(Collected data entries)
= Beginning of Section =

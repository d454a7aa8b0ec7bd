use scopetype_editor::theme::contrast_text;
use scopetype_inference::{
    parse_scope, synthesize_scope_with, InferenceOptions, InferenceResult, StructuralTypeInferer,
};
use wasm_bindgen::prelude::*;

#[wasm_bindgen(start)]
pub fn init() {
    console_error_panic_hook::set_once();
}

fn options(root_name: Option<String>) -> InferenceOptions {
    root_name
        .map(InferenceOptions::with_root_name)
        .unwrap_or_default()
}

fn declarations_for(scope_json: &str, options: &InferenceOptions) -> InferenceResult<String> {
    let scope = parse_scope(scope_json)?;
    Ok(synthesize_scope_with(&scope, options).into_string())
}

fn types_for(scope_json: &str, options: &InferenceOptions) -> Result<String, String> {
    let scope = parse_scope(scope_json).map_err(|e| e.to_string())?;
    let types = StructuralTypeInferer::new(options.clone()).infer_scope(&scope);
    serde_json::to_string(&types).map_err(|e| format!("Serialization error: {}", e))
}

/// Synthesize the declaration document for a JSON scope
#[wasm_bindgen(js_name = synthesizeDeclarations)]
pub fn synthesize_declarations_js(
    scope_json: &str,
    root_name: Option<String>,
) -> Result<String, JsValue> {
    declarations_for(scope_json, &options(root_name))
        .map_err(|e| JsValue::from_str(&e.to_string()))
}

/// Infer definitions for a JSON scope, returned as JSON
#[wasm_bindgen(js_name = inferTypes)]
pub fn infer_types_js(scope_json: &str, root_name: Option<String>) -> Result<String, JsValue> {
    types_for(scope_json, &options(root_name)).map_err(|e| JsValue::from_str(&e))
}

/// Readable text color for a palette background
#[wasm_bindgen(js_name = contrastText)]
pub fn contrast_text_js(color: &str) -> Result<String, JsValue> {
    contrast_text(color)
        .map(str::to_string)
        .map_err(|e| JsValue::from_str(&e.to_string()))
}

/// Declarations for one editor instance, re-synthesized per scope update.
///
/// `update` reports whether the text changed, so the JS side only replaces
/// its extra lib when there is something new to install.
#[wasm_bindgen]
pub struct ScopeDeclarations {
    options: InferenceOptions,
    source: String,
}

#[wasm_bindgen]
impl ScopeDeclarations {
    #[wasm_bindgen(constructor)]
    pub fn new(root_name: Option<String>) -> ScopeDeclarations {
        let options = options(root_name);
        let source = synthesize_scope_with(&Default::default(), &options).into_string();
        ScopeDeclarations { options, source }
    }

    #[wasm_bindgen(getter)]
    pub fn source(&self) -> String {
        self.source.clone()
    }

    pub fn update(&mut self, scope_json: &str) -> Result<bool, JsValue> {
        let source = declarations_for(scope_json, &self.options)
            .map_err(|e| JsValue::from_str(&e.to_string()))?;
        Ok(self.replace(source))
    }
}

impl ScopeDeclarations {
    fn replace(&mut self, source: String) -> bool {
        if source == self.source {
            return false;
        }
        self.source = source;
        true
    }
}


#[cfg(all(test, target_arch = "wasm32"))]
mod wasm_tests {
    use super::*;
    use wasm_bindgen_test::*;

    #[wasm_bindgen_test]
    fn test_invalid_scope_rejects() {
        assert!(synthesize_declarations_js("[]", None).is_err());
        assert!(contrast_text_js("nope").is_err());
    }
}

= End of Section =

▶ [About this task]:
The answer is every line in the data where the word "assert" appears.

▶ [Output for this exercise]:
        assert!(synthesize_declarations_js("[]", None).is_err());
        assert!(contrast_text_js("nope").is_err());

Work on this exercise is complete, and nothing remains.